Por Agências Internacionais
06/05/2022 05h05 Atualizado há 3 horas
A atividade de serviços da China caiu para seu nível mais fraco em mais de dois anos em abril, com a continuidade dos surtos de covid-19 e dos lockdowns afetando os gastos do consumidor e ameaçar o crescimento econômico.
O índice de atividade de serviços da Caixin China, um indicador privado, caiu para 36,2 em abril, o menor desde fevereiro de 2020, segundo a Caixin e a S&P Global. O resultado ficou abaixo das expectativas dos analistas e marcou o segundo mês seguido abaixo de 50 – que indica contração.
A economia da China está sofrendo com uma série de restrições para conter o vírus, que se espalha rapidamente. Os dados de abril capturam o impacto do lockdown em Xangai, que deixou milhões de moradores confinados em suas casas por semanas.
“A nova rodada de surtos de covid-19 atingiu duramente o setor de serviços”, disse Wang Zhe, economista sênior do Caixin Insight Group, em comunicado. “Tanto o índice de atividade de serviços quanto a medida para novos negócios caíram para o menor desde fevereiro de 2020, com os surtos regionais de covid limitando tanto a oferta quanto a demanda.”
Os resultados da pesquisa privada ficaram em linha com o cenário pessimista apontado pelo índice oficial de atividade do setor de serviços, divulgado no fim de semana. Esse indicador também caiu para seu pior nível desde fevereiro de 2020, quando a China enfrentava o surto inicial de vírus em Wuhan. A pesquisa oficial rastreia empresas maiores e inclui o setor de construção, enquanto a pesquisa Caixin se concentra mais nas menores.
Para os economistas Harrington Zhang e Ting Lu, da Nomura, o índice de serviços da Caixin da China é mais uma evidência de que as atividades de serviços do país estão deprimidas, e uma rápida recuperação em maio é improvável.
“Apesar da queda no número de casos de covid, não vemos sinais de que essa onda de ômicron termine em breve, e Pequim continua bastante determinada a manter sua estratégia de covid-zero”, disseram eles em nota para clientes.

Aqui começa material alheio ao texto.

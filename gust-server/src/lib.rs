//! HTTP surface and keep-warm job for a single loaded text-to-image model.

pub mod config;
pub mod error;
pub mod keep_warm;
pub mod routes;
pub mod state;

pub use routes::create_app;
pub use state::AppState;
use std::sync::Arc;

use gust_core::{GenerationRequest, ModelLike};
use image::DynamicImage;

use crate::error::ServerError;

/// Application state holding the model loaded at startup.
#[derive(Clone)]
pub struct AppState(Arc<dyn ModelLike>);

impl AppState {
    pub fn new(model: Arc<dyn ModelLike>) -> Self {
        Self(model)
    }

    /// Resolve the request and run the pipeline on the blocking pool.
    pub async fn generate(&self, request: GenerationRequest) -> Result<DynamicImage, ServerError> {
        let settings = request.resolve()?;
        let model = Arc::clone(&self.0);
        tokio::task::spawn_blocking(move || model.run(&settings))
            .await?
            .map_err(ServerError::Generation)
    }
}
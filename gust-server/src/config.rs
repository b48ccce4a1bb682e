//! Command line and environment configuration.

use std::time::Duration;

use clap::{Args, Parser, Subcommand};
use gust_core::DeviceMap;

use crate::keep_warm::KeepWarmConfig;

#[derive(Parser, Debug)]
#[command(author, version, about = "Gust image generation server")]
pub struct Cli {
    #[command(flatten)]
    pub logging: LoggingArgs,

    #[command(subcommand)]
    pub command: Command,
}

#[derive(Subcommand, Debug)]
pub enum Command {
    /// Load the model and serve /generate and /health
    Serve(ServeArgs),
    /// Download the model files into the hub cache and exit
    Fetch(FetchArgs),
    /// Periodically ping a health endpoint so its container stays warm
    KeepWarm(KeepWarmArgs),
}

#[derive(Args, Debug, Clone)]
pub struct ModelArgs {
    /// Model to serve
    #[arg(long, env = "GUST_MODEL", default_value = "stabilityai/sdxl-turbo")]
    pub model: String,

    /// Use CPU instead of GPU
    #[arg(long, env = "GUST_CPU")]
    pub cpu: bool,
}

impl ModelArgs {
    pub fn device_map(&self) -> DeviceMap {
        DeviceMap::from_cpu_flag(self.cpu)
    }
}

#[derive(Args, Debug, Clone)]
pub struct ServeArgs {
    #[command(flatten)]
    pub model: ModelArgs,

    /// Host address to bind the server to
    #[arg(long, env = "GUST_HOST", default_value = "0.0.0.0")]
    pub host: String,

    /// Port to bind the server to
    #[arg(long, env = "GUST_PORT", default_value_t = 8000)]
    pub port: u16,
}

impl ServeArgs {
    pub fn bind_address(&self) -> String {
        format!("{}:{}", self.host, self.port)
    }
}

// `--cpu` fetches the full precision files the CPU path loads.
#[derive(Args, Debug, Clone)]
pub struct FetchArgs {
    #[command(flatten)]
    pub model: ModelArgs,
}

#[derive(Args, Debug, Clone)]
pub struct KeepWarmArgs {
    /// Health endpoint to ping
    #[arg(long, env = "GUST_HEALTH_URL")]
    pub health_url: String,

    /// Seconds between pings
    #[arg(long, env = "GUST_KEEP_WARM_INTERVAL_SECS", default_value_t = 300)]
    pub interval_secs: u64,

    /// Seconds to wait for each ping
    #[arg(long, env = "GUST_KEEP_WARM_TIMEOUT_SECS", default_value_t = 10)]
    pub timeout_secs: u64,

    /// Ping once and exit, for use under an external scheduler
    #[arg(long)]
    pub once: bool,
}

impl KeepWarmArgs {
    pub fn to_config(&self) -> KeepWarmConfig {
        KeepWarmConfig {
            health_url: self.health_url.clone(),
            interval: Duration::from_secs(self.interval_secs),
            timeout: Duration::from_secs(self.timeout_secs),
        }
    }
}

#[derive(Args, Debug, Clone)]
pub struct LoggingArgs {
    /// `tracing` filter used when RUST_LOG is unset, e.g. "info" or "debug,tower_http=warn"
    #[arg(long, global = true, env = "GUST_LOG", default_value = "info")]
    pub log_level: String,

    /// Emit log records as newline-delimited JSON
    #[arg(long, global = true, env = "GUST_LOG_JSON")]
    pub log_json: bool,
}

#[cfg(test)]
mod tests {
    use super::*;

    #[test]
    fn serve_defaults() {
        let cli = Cli::try_parse_from(["gust-server", "serve"]).unwrap();
        let Command::Serve(args) = cli.command else {
            panic!("expected serve");
        };
        assert_eq!(args.model.model, "stabilityai/sdxl-turbo");
        assert_eq!(args.model.device_map(), DeviceMap::Ordinal(0));
        assert_eq!(args.bind_address(), "0.0.0.0:8000");
        assert_eq!(cli.logging.log_level, "info");
    }

    #[test]
    fn fetch_for_cpu() {
        let cli = Cli::try_parse_from(["gust-server", "fetch", "--cpu"]).unwrap();
        let Command::Fetch(args) = cli.command else {
            panic!("expected fetch");
        };
        assert_eq!(args.model.device_map(), DeviceMap::ForceCpu);
    }

    #[test]
    fn keep_warm_defaults_to_five_minutes_and_ten_second_timeout() {
        let cli = Cli::try_parse_from([
            "gust-server",
            "keep-warm",
            "--health-url",
            "http://localhost:8000/health",
        ])
        .unwrap();
        let Command::KeepWarm(args) = cli.command else {
            panic!("expected keep-warm");
        };
        let config = args.to_config();
        assert_eq!(config.health_url, "http://localhost:8000/health");
        assert_eq!(config.interval, Duration::from_secs(300));
        assert_eq!(config.timeout, Duration::from_secs(10));
        assert!(!args.once);
    }

    #[test]
    fn global_logging_flags_follow_the_subcommand() {
        let cli = Cli::try_parse_from([
            "gust-server",
            "keep-warm",
            "--health-url",
            "http://h/health",
            "--once",
            "--log-json",
            "--log-level",
            "debug",
        ])
        .unwrap();
        assert!(cli.logging.log_json);
        assert_eq!(cli.logging.log_level, "debug");
    }
}
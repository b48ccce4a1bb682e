use anyhow::{Context, Result};
use clap::Parser;
use gust_core::{load_model, prefetch_model};
use gust_server::{
    config::{Cli, Command, FetchArgs, KeepWarmArgs, LoggingArgs, ServeArgs},
    create_app,
    keep_warm::KeepWarm,
    AppState,
};
use hf_hub::api::tokio::Api;
use std::sync::Arc;
use tokio::net::TcpListener;
use tracing::{info, warn};
use tracing_subscriber::EnvFilter;

fn init_tracing(logging: &LoggingArgs) {
    // RUST_LOG wins over --log-level.
    let env_filter = EnvFilter::try_from_default_env()
        .or_else(|_| EnvFilter::try_new(&logging.log_level))
        .unwrap_or_else(|e| {
            eprintln!(
                "WARN: '{}' is not a valid tracing filter ({e}); falling back to 'info'",
                logging.log_level
            );
            EnvFilter::new("info")
        });

    let subscriber = tracing_subscriber::fmt()
        .with_env_filter(env_filter)
        .with_target(true);

    if logging.log_json {
        subscriber.json().init();
    } else {
        subscriber.init();
    }
}

async fn shutdown_signal() {
    if let Err(e) = tokio::signal::ctrl_c().await {
        warn!(error = %e, "failed to listen for ctrl-c, running until killed");
        std::future::pending::<()>().await;
    }
    info!("shutdown requested");
}

async fn serve(args: ServeArgs) -> Result<()> {
    // Loaded once; every request shares this handle until shutdown.
    let model = load_model(&args.model.model, Api::new()?, args.model.device_map()).await?;
    let app = create_app(Arc::new(AppState::new(model)));

    let bind_address = args.bind_address();
    let listener = TcpListener::bind(&bind_address)
        .await
        .with_context(|| format!("failed to bind {bind_address}"))?;
    info!(address = %listener.local_addr()?, "started server");
    axum::serve(listener, app.into_make_service())
        .with_graceful_shutdown(shutdown_signal())
        .await?;

    Ok(())
}

async fn fetch(args: FetchArgs) -> Result<()> {
    let paths = prefetch_model(&args.model.model, Api::new()?, args.model.device_map()).await?;
    info!(unet = %paths.unet.display(), "model files ready");
    Ok(())
}

async fn keep_warm(args: KeepWarmArgs) -> Result<()> {
    let job = KeepWarm::new(args.to_config())?;
    if args.once {
        Arc::new(job).ping_isolated().await;
    } else {
        job.run(shutdown_signal()).await;
    }
    Ok(())
}

#[tokio::main]
async fn main() -> Result<()> {
    let cli = Cli::parse();
    init_tracing(&cli.logging);

    match cli.command {
        Command::Serve(args) => serve(args).await,
        Command::Fetch(args) => fetch(args).await,
        Command::KeepWarm(args) => keep_warm(args).await,
    }
}
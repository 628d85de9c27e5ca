use rust_decimal::Decimal;

use crate::totals::input::MaterialLine;
use crate::totals::normalise::{self, InputAdjustment};
use crate::types::*;

/// Unrounded amount for one line: unit cost times quantity.
///
/// An unpriced line is zero whatever its quantity.
pub fn line_amount(
    index: usize,
    line: &MaterialLine,
    adjustments: &mut Vec<InputAdjustment>,
) -> Money {
    let Some(unit_cost) = line.unit_cost else {
        return Decimal::ZERO;
    };
    let unit_cost = normalise::non_negative(
        || format!("materials[{index}].unit_cost"),
        unit_cost,
        adjustments,
    );
    let qty = normalise::quantity(
        || format!("materials[{index}].quantity"),
        line.quantity,
        adjustments,
    );
    unit_cost.saturating_mul(qty)
}

/// Unrounded sum over all lines.
pub fn materials_total(lines: &[MaterialLine], adjustments: &mut Vec<InputAdjustment>) -> Money {
    lines
        .iter()
        .enumerate()
        .fold(Decimal::ZERO, |acc, (i, line)| {
            acc.saturating_add(line_amount(i, line, adjustments))
        })
}
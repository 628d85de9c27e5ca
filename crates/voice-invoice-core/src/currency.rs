//! Rounding and GBP formatting shared by the engine and every call-site view.
//!
//! Rounding is always half-up (midpoint away from zero) to whole pence. The
//! `Decimal::round_dp` default is banker's rounding, which would disagree
//! with what customers compute by hand, so it is never used for money here.

use rust_decimal::prelude::{FromPrimitive, ToPrimitive};
use rust_decimal::{Decimal, RoundingStrategy};

use crate::error::InvoiceError;
use crate::types::Money;
use crate::InvoiceResult;

/// Decimal places carried by every finalised currency amount.
pub const MONEY_DP: u32 = 2;

/// Round to whole pence, half-up, and pin the scale to exactly two places so
/// that `135` and `135.00` serialise identically.
pub fn round_money(amount: Money) -> Money {
    let mut rounded = amount.round_dp_with_strategy(MONEY_DP, RoundingStrategy::MidpointAwayFromZero);
    rounded.rescale(MONEY_DP);
    rounded
}

/// Convert a floating-point amount into a `Decimal`.
///
/// Returns `None` for NaN and infinities; floating-point callers (the Node
/// bindings) are the only place such values can come from.
pub fn money_from_f64(value: f64) -> Option<Decimal> {
    if !value.is_finite() {
        return None;
    }
    Decimal::from_f64(value)
}

/// Amount in pence, for payment providers that charge in minor units.
pub fn to_pence(amount: Money) -> InvoiceResult<i64> {
    (round_money(amount) * Decimal::ONE_HUNDRED)
        .to_i64()
        .ok_or_else(|| InvoiceError::invalid("amount", "Amount too large to express in pence"))
}

/// Format an amount as `£1,234.56`.
///
/// Negative amounts are not produced by the engine; if one is passed the
/// sign is rendered before the symbol (`-£5.00`).
pub fn format_gbp(amount: Money) -> String {
    let rounded = round_money(amount);
    let negative = rounded.is_sign_negative() && !rounded.is_zero();
    let digits = rounded.abs().to_string();

    let (int_part, frac_part) = match digits.split_once('.') {
        Some((i, f)) => (i, f),
        None => (digits.as_str(), "00"),
    };

    format!(
        "{}£{}.{}",
        if negative { "-" } else { "" },
        group_thousands(int_part),
        frac_part
    )
}

fn group_thousands(int_part: &str) -> String {
    let len = int_part.len();
    let mut out = String::with_capacity(len + len / 3);
    for (i, ch) in int_part.chars().enumerate() {
        if i > 0 && (len - i) % 3 == 0 {
            out.push(',');
        }
        out.push(ch);
    }
    out
}

#[cfg(test)]
mod tests {
    use super::*;
    use rust_decimal_macros::dec;

    #[test]
    fn test_round_money_half_up() {
        assert_eq!(round_money(dec!(0.005)), dec!(0.01));
        assert_eq!(round_money(dec!(0.015)), dec!(0.02));
        assert_eq!(round_money(dec!(0.025)), dec!(0.03));
        assert_eq!(round_money(dec!(2.344)), dec!(2.34));
    }

    #[test]
    fn test_round_money_pins_scale() {
        assert_eq!(round_money(dec!(135)).to_string(), "135.00");
        assert_eq!(round_money(dec!(72.5)).to_string(), "72.50");
        assert_eq!(round_money(dec!(0)).to_string(), "0.00");
    }

    #[test]
    fn test_format_gbp_basic() {
        assert_eq!(format_gbp(dec!(123.45)), "£123.45");
        assert_eq!(format_gbp(dec!(0)), "£0.00");
        assert_eq!(format_gbp(dec!(432)), "£432.00");
    }

    #[test]
    fn test_format_gbp_thousands() {
        assert_eq!(format_gbp(dec!(1234.5)), "£1,234.50");
        assert_eq!(format_gbp(dec!(999999.999)), "£1,000,000.00");
        assert_eq!(format_gbp(dec!(100000)), "£100,000.00");
        assert_eq!(format_gbp(dec!(999.99)), "£999.99");
    }

    #[test]
    fn test_format_gbp_negative() {
        assert_eq!(format_gbp(dec!(-5)), "-£5.00");
        assert_eq!(format_gbp(dec!(-0.001)), "£0.00");
    }

    #[test]
    fn test_money_from_f64_rejects_non_finite() {
        assert_eq!(money_from_f64(f64::NAN), None);
        assert_eq!(money_from_f64(f64::INFINITY), None);
        assert_eq!(money_from_f64(f64::NEG_INFINITY), None);
        assert_eq!(money_from_f64(45.0), Some(dec!(45)));
    }

    #[test]
    fn test_to_pence() {
        assert_eq!(to_pence(dec!(432.00)).unwrap(), 43_200);
        assert_eq!(to_pence(dec!(0.005)).unwrap(), 1);
        assert_eq!(to_pence(dec!(0)).unwrap(), 0);
    }
}
pub mod file;
pub mod stdin;

use serde::de::DeserializeOwned;

/// Load from `--input`, else piped stdin, else `None`.
pub fn file_or_stdin<T: DeserializeOwned>(
    path: Option<&str>,
) -> Result<Option<T>, Box<dyn std::error::Error>> {
    if let Some(path) = path {
        return Ok(Some(file::read_structured(path)?));
    }
    match stdin::read_stdin()? {
        Some(data) => Ok(Some(serde_json::from_value(data)?)),
        None => Ok(None),
    }
}
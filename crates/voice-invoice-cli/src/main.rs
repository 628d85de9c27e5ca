mod commands;
mod input;
mod logging;
mod output;

use clap::{Parser, Subcommand, ValueEnum};
use colored::Colorize;
use std::process;

use commands::batch::BatchArgs;
use commands::format::FormatArgs;
use commands::preview::PreviewArgs;
use commands::rates::RatesArgs;
use commands::totals::TotalsArgs;
use commands::validate::ValidateArgs;

/// Invoice totals for UK trade jobs
#[derive(Parser)]
#[command(
    name = "vinv",
    version,
    about = "Invoice totals for UK trade jobs",
    long_about = "Computes labour, materials, CIS and VAT totals for trade invoices \
                  with decimal precision, using the same engine as the web app's PDF, \
                  payment-link, email and listing views."
)]
struct Cli {
    #[command(subcommand)]
    command: Commands,

    /// Output format
    #[arg(long, default_value = "json", global = true)]
    output: OutputFormat,

    /// Log debug detail to stderr (RUST_LOG overrides)
    #[arg(long, short, global = true)]
    verbose: bool,
}

#[derive(Subcommand)]
enum Commands {
    /// Compute totals for one invoice
    Totals(TotalsArgs),
    /// Preview the invoice totals block, material rows and amounts due
    Preview(PreviewArgs),
    /// Compute totals for a list of invoices, with page sums
    Batch(BatchArgs),
    /// Strictly validate an invoice before it is saved
    Validate(ValidateArgs),
    /// Format an amount as GBP
    Format(FormatArgs),
    /// Show the rate regime that would be applied
    Rates(RatesArgs),
    /// Print version information
    Version,
}

#[derive(Debug, Clone, ValueEnum)]
pub enum OutputFormat {
    Json,
    Table,
    Csv,
    Minimal,
}

fn main() {
    let cli = Cli::parse();
    logging::init(cli.verbose);

    let result: Result<serde_json::Value, Box<dyn std::error::Error>> = match cli.command {
        Commands::Totals(args) => commands::totals::run_totals(args),
        Commands::Preview(args) => commands::preview::run_preview(args),
        Commands::Batch(args) => commands::batch::run_batch(args),
        Commands::Validate(args) => commands::validate::run_validate(args),
        Commands::Format(args) => commands::format::run_format(args),
        Commands::Rates(args) => commands::rates::run_rates(args),
        Commands::Version => {
            println!("vinv {}", env!("CARGO_PKG_VERSION"));
            return;
        }
    };

    match result {
        Ok(value) => {
            logging::log_warnings(&value);
            output::format_output(&cli.output, &value);
            process::exit(0);
        }
        Err(e) => {
            tracing::debug!(error = %e, "command failed");
            eprintln!("{}: {}", "error".red().bold(), e);
            process::exit(1);
        }
    }
}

Em 3 de maio, um levantamento da Nomura mostrava que medidas restritivas de lockdown afetavam áreas que cobrem cerca de 31% do PIB total da China.
Depois de mais um indicador apontando deterioração da economia, a mídia estatal chinesa voltou a alimentar expectativas de que o governo poderá adotar novas medidas para revitalizar o crescimento. Ações para promover o investimento, reforçar as exportações e apoiar as empresas de plataformas de tecnologia estão todas na mesa, segundo a mídia estatal.
Os surtos de covid-19 continuam em maio, com os persistentes novos casos em Pequim levando as autoridades locais a isolar partes da capital e ordenar a realização de testes em massa.
Durante o recente feriado prolongado do Dia do Trabalho, que terminou ontem, os viajantes chineses fizeram 160 milhões de viagens, uma queda de mais de 30% em relação ao ano anterior e equivalente a 66,8% das viagens feitas durante o feriado em 2019, segundo o Ministério da Cultura e Turismo da China.